A more practical solution is to use the previous fixed point algorithm specialised to the strategy \(\sigma\): we start from some vector \(v_0\) and then construct better and better approximations:
\[v_{n+1}(s) = q_{v_n}(s,\sigma(s)).\]For the same reasons as above, this process converges exponentially fast towards \(\val_\sigma\). We fix a threshold \(\varepsilon > 0\) and stop when \(|v_{n+1} - v_n| \le \frac{\varepsilon}{2},\) implying that \(|\val_\sigma - v_n| \le \varepsilon.\)
The improvement task
Given a strategy \(\sigma\) and its value function \(\val_\sigma\) (we ignore the fact that we actually only compute an approximation!), we define
\[\sigma'(s) = \text{argmax}_{a \in A} q_{\sigma}(s,a)\]Lemma We have \(\val_{\sigma'} \ge \val_{\sigma}\). Further, if for some \(s\) we have \(q_{\sigma}(s,a) > \val_{\sigma}(s)\), then the inequality above is strict for \(s.\)
To see that the lemma holds, we write the equations for \(\val_\sigma\) and \(\val_{\sigma'}\) and compare them.
The complete algorithm
The policy iteration algorithm is: starting from any strategy, apply alternatively evaluation and improvement to construct better and better strategies.
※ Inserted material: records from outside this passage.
//! Feature alignment: derived features → ordered vector in the model's expected layout.

use super::{DerivedFeatures, FeatureName, FeatureVector};

/// One position in the model's input.
#[derive(Debug, Clone, PartialEq, Eq)]
pub enum Slot {
    Known(FeatureName),
    /// Name the service cannot supply; always filled with 0.0
    Unknown(String),
}

impl Slot {
    pub fn name(&self) -> &str {
        match self {
            Slot::Known(f) => f.as_str(),
            Slot::Unknown(s) => s,
        }
    }
}

/// Feature order resolved once per loaded model.
#[derive(Debug, Clone, PartialEq, Eq)]
pub struct FeatureLayout {
    slots: Vec<Slot>,
}

impl FeatureLayout {
    /// Resolve model metadata names. An empty list yields the fallback order.
    pub fn resolve<S: AsRef<str>>(names: &[S]) -> Self {
        if names.is_empty() {
            return Self::fallback();
        }
        let slots = names
            .iter()
            .map(|n| {
                let n = n.as_ref();
                n.parse::<FeatureName>()
                    .map(Slot::Known)
                    .unwrap_or_else(|_| Slot::Unknown(n.to_string()))
            })
            .collect();
        Self { slots }
    }

    pub fn fallback() -> Self {
        Self {
            slots: FeatureName::FALLBACK_ORDER
                .into_iter()
                .map(Slot::Known)
                .collect(),
        }
    }

    pub fn slots(&self) -> &[Slot] {
        &self.slots
    }

    pub fn len(&self) -> usize {
        self.slots.len()
    }

    pub fn is_empty(&self) -> bool {
        self.slots.is_empty()
    }

    pub fn names(&self) -> Vec<String> {
        self.slots.iter().map(|s| s.name().to_string()).collect()
    }

    pub fn unknown_names(&self) -> Vec<&str> {
        self.slots
            .iter()
            .filter_map(|s| match s {
                Slot::Unknown(n) => Some(n.as_str()),
                Slot::Known(_) => None,
            })
            .collect()
    }

    /// Lay out derived values in model order.
    pub fn align(&self, derived: &DerivedFeatures) -> FeatureVector {
        let values = self
            .slots
            .iter()
            .map(|s| match s {
                Slot::Known(f) => derived.value(*f),
                Slot::Unknown(_) => 0.0,
            })
            .collect();
        FeatureVector {
            order: self.names(),
            values,
        }
    }
}

impl Default for FeatureLayout {
    fn default() -> Self {
        Self::fallback()
    }
}

#[cfg(test)]
mod tests {
    use super::*;

    fn derived() -> DerivedFeatures {
        DerivedFeatures {
            attendance_trend: -7.0,
            attendance_change_pct: -8.25,
            attendance_drop_flag: true,
            engagement_score: 0.25,
            assignment_delay_avg: 4.0,
            marks_std: 12.0,
            avg_marks: 64.0,
        }
    }

    #[test]
    fn unknown_feature_is_zero() {
        let layout = FeatureLayout::resolve(&["unknown_feature_x"]);
        let fv = layout.align(&derived());
        assert_eq!(fv.values, vec![0.0]);
        assert_eq!(fv.order, vec!["unknown_feature_x".to_string()]);
        assert_eq!(layout.unknown_names(), vec!["unknown_feature_x"]);
    }

    #[test]
    fn empty_metadata_uses_fallback() {
        let layout = FeatureLayout::resolve::<&str>(&[]);
        assert_eq!(layout, FeatureLayout::fallback());
        let fv = layout.align(&derived());
        assert_eq!(
            fv.order,
            vec!["attendance_trend", "assignment_delay_avg", "marks_std", "engagement_score"]
        );
        assert_eq!(fv.values, vec![-7.0, 4.0, 12.0, 0.25]);
    }

    #[test]
    fn follows_metadata_order() {
        let layout = FeatureLayout::resolve(&[
            "avg_marks",
            "attendance_drop_flag",
            "lms_logins_per_day",
            "mystery",
            "attendance_change_pct",
        ]);
        let fv = layout.align(&derived());
        assert_eq!(fv.values, vec![64.0, 1.0, 0.25, 0.0, -8.25]);
        assert_eq!(fv.order.len(), layout.len());
        assert_eq!(layout.unknown_names(), vec!["mystery"]);
    }
}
Note that since we consider only pure positional strategies, which are in finite number, and that each one strictly improves over the previous one, then the algorithm terminates (that is, assuming we indeed compute the value function exactly, which we don’t!). When it does so, the last strategy $\sigma$ satisfies \(\val_\sigma(s) = \max_{a \in A} q_\sigma(s,a)\), which as we have seen above implies that it is optimal.
Why is it called policy iteration? Because it iterates on strategies (policies).
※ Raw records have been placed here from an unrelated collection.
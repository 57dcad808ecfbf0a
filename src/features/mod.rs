//! Student feature derivation and alignment to the model's expected input order.

mod derive;
mod pipeline;

pub use pipeline::{FeatureLayout, Slot};

use ndarray::{Array1, Array2, Axis};
use serde::{Deserialize, Deserializer, Serialize};
use std::fmt;
use std::str::FromStr;

/// Raw per-student input for one prediction.
#[derive(Debug, Clone, PartialEq, Serialize, Deserialize)]
pub struct StudentObservation {
    pub student_id: String,
    pub attendance_current: f64,
    pub attendance_prev: f64,
    /// Average days late per assignment
    pub assignment_delay_avg: f64,
    /// Standard deviation of marks
    pub marks_std: f64,
    #[serde(deserialize_with = "whole_number")]
    pub lms_logins: i64,
    #[serde(deserialize_with = "whole_number")]
    pub total_days: i64,
    #[serde(default, skip_serializing_if = "Option::is_none")]
    pub avg_marks: Option<f64>,
}

/// Counts arrive as `40` or `40.0` depending on the client; fractional values are rejected.
fn whole_number<'de, D: Deserializer<'de>>(de: D) -> Result<i64, D::Error> {
    #[derive(Deserialize)]
    #[serde(untagged)]
    enum Count {
        Int(i64),
        Float(f64),
    }

    match Count::deserialize(de)? {
        Count::Int(n) => Ok(n),
        Count::Float(v) if v.is_finite() && v.fract() == 0.0 && v.abs() < i64::MAX as f64 => {
            Ok(v as i64)
        }
        Count::Float(v) => Err(serde::de::Error::custom(format!(
            "expected a whole number, got {}",
            v
        ))),
    }
}

/// Features computed once per request from a [`StudentObservation`].
#[derive(Debug, Clone, Copy, PartialEq, Serialize, Deserialize)]
pub struct DerivedFeatures {
    pub attendance_trend: f64,
    pub attendance_change_pct: f64,
    pub attendance_drop_flag: bool,
    /// LMS logins per observed day
    pub engagement_score: f64,
    pub assignment_delay_avg: f64,
    pub marks_std: f64,
    pub avg_marks: f64,
}

/// Every feature name the service knows how to supply.
#[derive(Debug, Clone, Copy, PartialEq, Eq, Hash)]
pub enum FeatureName {
    AttendanceTrend,
    AttendanceChangePct,
    AttendanceDropFlag,
    AssignmentDelayAvg,
    MarksStd,
    AvgMarks,
    EngagementScore,
    LmsLoginsPerDay,
}

impl FeatureName {
    pub const ALL: [FeatureName; 8] = [
        FeatureName::AttendanceTrend,
        FeatureName::AttendanceChangePct,
        FeatureName::AttendanceDropFlag,
        FeatureName::AssignmentDelayAvg,
        FeatureName::MarksStd,
        FeatureName::AvgMarks,
        FeatureName::EngagementScore,
        FeatureName::LmsLoginsPerDay,
    ];

    /// Order used when the model ships without feature metadata.
    pub const FALLBACK_ORDER: [FeatureName; 4] = [
        FeatureName::AttendanceTrend,
        FeatureName::AssignmentDelayAvg,
        FeatureName::MarksStd,
        FeatureName::EngagementScore,
    ];

    pub fn as_str(self) -> &'static str {
        match self {
            FeatureName::AttendanceTrend => "attendance_trend",
            FeatureName::AttendanceChangePct => "attendance_change_pct",
            FeatureName::AttendanceDropFlag => "attendance_drop_flag",
            FeatureName::AssignmentDelayAvg => "assignment_delay_avg",
            FeatureName::MarksStd => "marks_std",
            FeatureName::AvgMarks => "avg_marks",
            FeatureName::EngagementScore => "engagement_score",
            FeatureName::LmsLoginsPerDay => "lms_logins_per_day",
        }
    }
}

impl fmt::Display for FeatureName {
    fn fmt(&self, f: &mut fmt::Formatter<'_>) -> fmt::Result {
        f.write_str(self.as_str())
    }
}

#[derive(Debug, Clone, PartialEq, Eq)]
pub struct UnknownFeature(pub String);

impl FromStr for FeatureName {
    type Err = UnknownFeature;

    fn from_str(s: &str) -> Result<Self, Self::Err> {
        FeatureName::ALL
            .into_iter()
            .find(|f| f.as_str() == s)
            .ok_or_else(|| UnknownFeature(s.to_string()))
    }
}

/// Ordered model input built for one request.
#[derive(Debug, Clone, PartialEq, Serialize, Deserialize)]
pub struct FeatureVector {
    /// Feature names in the order the values were laid out
    pub order: Vec<String>,
    pub values: Vec<f64>,
}

impl FeatureVector {
    pub fn as_slice(&self) -> &[f64] {
        &self.values
    }

    /// Single-row batch, shape `[1, n]`.
    pub fn to_batch(&self) -> Array2<f64> {
        Array1::from_vec(self.values.clone()).insert_axis(Axis(0))
    }
}

/// Subset of features persisted alongside each prediction.
#[derive(Debug, Clone, Copy, PartialEq, Serialize, Deserialize)]
pub struct LoggedFeatures {
    pub attendance_trend: f64,
    pub assignment_delay_avg: f64,
    pub marks_std: f64,
    pub engagement_score: f64,
}

impl From<&DerivedFeatures> for LoggedFeatures {
    fn from(d: &DerivedFeatures) -> Self {
        Self {
            attendance_trend: d.attendance_trend,
            assignment_delay_avg: d.assignment_delay_avg,
            marks_std: d.marks_std,
            engagement_score: d.engagement_score,
        }
    }
}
The generalised policy iteration algorithm
The generalised policy iteration algorithm simply alternates between evaluation and improvements steps, possibly not performing perfect evaluations.
Let us get back to the value iteration algorithm, and observe that in some sense it also consists in alternating evaluation and improvement steps. At every step, we have a value function \(v_n\) and the algorithm computes \(v_{n+1} = L(v_n)\) defined by
\[v_{n+1}(s) = \max_{a \in A} q_{v_n}(s,a).\]We can interpret this as doing the following two steps in one go:
- from \(v_n\) compute the $q$-value \(q_{v_n}(s,a)\) through one step of the evaluation task
- construct the value function \(v_{n+1}\) induced by \(q_{v_n}\) through the improvement task
The main difference with policy iteration is that \(v_n\) does not represent the values of a given strategy.